§ PROBLEM: Examine each line of the data. Copy the line if it includes the word "NewIssue".

(Stored data entries)
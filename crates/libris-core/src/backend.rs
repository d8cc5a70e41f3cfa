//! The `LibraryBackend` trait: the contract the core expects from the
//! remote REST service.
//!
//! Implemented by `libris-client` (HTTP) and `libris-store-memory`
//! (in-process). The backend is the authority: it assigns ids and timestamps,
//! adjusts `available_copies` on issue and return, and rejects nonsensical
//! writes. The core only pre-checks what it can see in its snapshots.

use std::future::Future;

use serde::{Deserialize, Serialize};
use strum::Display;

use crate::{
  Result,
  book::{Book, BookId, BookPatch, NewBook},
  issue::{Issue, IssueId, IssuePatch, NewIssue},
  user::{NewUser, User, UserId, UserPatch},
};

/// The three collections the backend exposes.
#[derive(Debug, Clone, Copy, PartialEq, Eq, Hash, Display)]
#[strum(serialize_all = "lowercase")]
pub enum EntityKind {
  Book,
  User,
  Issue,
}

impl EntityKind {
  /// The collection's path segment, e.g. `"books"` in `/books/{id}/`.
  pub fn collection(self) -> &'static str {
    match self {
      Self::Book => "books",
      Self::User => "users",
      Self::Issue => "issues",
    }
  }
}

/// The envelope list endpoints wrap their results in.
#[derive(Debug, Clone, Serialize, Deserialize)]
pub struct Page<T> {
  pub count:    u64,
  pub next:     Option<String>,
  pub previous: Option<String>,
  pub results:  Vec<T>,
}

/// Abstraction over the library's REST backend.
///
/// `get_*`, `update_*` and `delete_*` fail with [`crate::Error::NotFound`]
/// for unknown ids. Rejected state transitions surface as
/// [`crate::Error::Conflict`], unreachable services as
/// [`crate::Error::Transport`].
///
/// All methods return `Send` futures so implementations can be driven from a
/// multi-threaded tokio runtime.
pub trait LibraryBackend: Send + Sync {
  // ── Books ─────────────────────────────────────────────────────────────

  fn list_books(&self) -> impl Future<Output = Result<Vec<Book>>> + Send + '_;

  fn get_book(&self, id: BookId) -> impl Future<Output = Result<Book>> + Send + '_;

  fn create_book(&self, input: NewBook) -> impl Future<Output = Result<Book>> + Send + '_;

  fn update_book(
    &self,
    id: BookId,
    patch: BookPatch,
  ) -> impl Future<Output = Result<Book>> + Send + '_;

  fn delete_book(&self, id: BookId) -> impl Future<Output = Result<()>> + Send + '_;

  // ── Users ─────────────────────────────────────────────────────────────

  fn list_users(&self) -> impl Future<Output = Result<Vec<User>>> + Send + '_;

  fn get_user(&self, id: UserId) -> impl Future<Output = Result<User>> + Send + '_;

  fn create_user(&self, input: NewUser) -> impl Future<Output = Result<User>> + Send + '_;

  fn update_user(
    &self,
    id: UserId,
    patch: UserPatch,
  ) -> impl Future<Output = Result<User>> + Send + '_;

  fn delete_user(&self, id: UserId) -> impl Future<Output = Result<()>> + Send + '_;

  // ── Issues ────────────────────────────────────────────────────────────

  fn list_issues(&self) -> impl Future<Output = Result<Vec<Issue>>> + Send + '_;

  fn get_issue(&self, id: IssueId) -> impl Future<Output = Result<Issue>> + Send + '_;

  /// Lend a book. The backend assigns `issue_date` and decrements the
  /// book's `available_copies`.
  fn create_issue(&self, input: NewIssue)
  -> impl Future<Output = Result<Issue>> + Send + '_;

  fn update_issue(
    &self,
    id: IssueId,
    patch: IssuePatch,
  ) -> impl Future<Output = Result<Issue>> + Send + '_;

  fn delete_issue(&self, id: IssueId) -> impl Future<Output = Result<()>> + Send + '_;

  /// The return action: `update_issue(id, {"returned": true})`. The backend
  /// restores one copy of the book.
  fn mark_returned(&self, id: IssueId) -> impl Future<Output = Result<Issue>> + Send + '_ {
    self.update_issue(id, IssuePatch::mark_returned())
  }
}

§ FINISHED EXERCISE:
  issue::{Issue, IssueId, IssuePatch, NewIssue},
  fn create_issue(&self, input: NewIssue)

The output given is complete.